(Stored data)
★ ★ ★ ★ ★ ★ ★

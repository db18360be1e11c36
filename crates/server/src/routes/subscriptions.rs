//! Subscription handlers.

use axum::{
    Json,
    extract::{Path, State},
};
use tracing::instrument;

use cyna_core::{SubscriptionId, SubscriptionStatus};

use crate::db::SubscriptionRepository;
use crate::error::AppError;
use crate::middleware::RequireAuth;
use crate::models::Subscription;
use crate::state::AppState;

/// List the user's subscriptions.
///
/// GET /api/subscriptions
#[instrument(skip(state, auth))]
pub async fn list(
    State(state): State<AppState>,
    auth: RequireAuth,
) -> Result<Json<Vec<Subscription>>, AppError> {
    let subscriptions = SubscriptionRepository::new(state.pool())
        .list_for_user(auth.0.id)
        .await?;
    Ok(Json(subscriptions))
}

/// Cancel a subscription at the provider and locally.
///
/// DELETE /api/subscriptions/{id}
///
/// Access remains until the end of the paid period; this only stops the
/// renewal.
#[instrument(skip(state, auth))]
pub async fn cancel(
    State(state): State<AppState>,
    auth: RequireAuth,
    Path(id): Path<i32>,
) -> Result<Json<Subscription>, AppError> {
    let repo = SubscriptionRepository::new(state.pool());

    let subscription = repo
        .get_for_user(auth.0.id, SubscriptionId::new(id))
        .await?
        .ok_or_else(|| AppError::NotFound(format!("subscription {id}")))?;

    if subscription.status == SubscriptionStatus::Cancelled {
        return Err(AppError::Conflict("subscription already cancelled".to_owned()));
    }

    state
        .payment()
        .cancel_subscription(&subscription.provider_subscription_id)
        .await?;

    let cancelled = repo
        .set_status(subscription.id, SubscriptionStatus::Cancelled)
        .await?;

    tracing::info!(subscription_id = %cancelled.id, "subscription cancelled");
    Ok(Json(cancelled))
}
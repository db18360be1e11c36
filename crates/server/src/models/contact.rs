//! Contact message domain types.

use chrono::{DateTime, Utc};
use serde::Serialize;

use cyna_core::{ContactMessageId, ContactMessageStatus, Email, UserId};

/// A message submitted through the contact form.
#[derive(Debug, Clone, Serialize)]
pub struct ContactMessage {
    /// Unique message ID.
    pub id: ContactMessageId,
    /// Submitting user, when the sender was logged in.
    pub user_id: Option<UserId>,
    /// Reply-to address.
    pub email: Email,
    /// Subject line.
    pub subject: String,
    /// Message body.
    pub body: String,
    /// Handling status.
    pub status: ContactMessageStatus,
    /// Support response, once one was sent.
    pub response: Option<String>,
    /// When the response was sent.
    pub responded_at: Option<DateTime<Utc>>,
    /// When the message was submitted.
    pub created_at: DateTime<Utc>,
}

★ ★ ★ ★ ★ ★ ★

**REQUIRED WORK:** Whenever a line in the records above contains the string "models", copy that line.

**RESPONSE TO THE TASK:**
use crate::models::Subscription;
filename crates/server/src/models/contact.rs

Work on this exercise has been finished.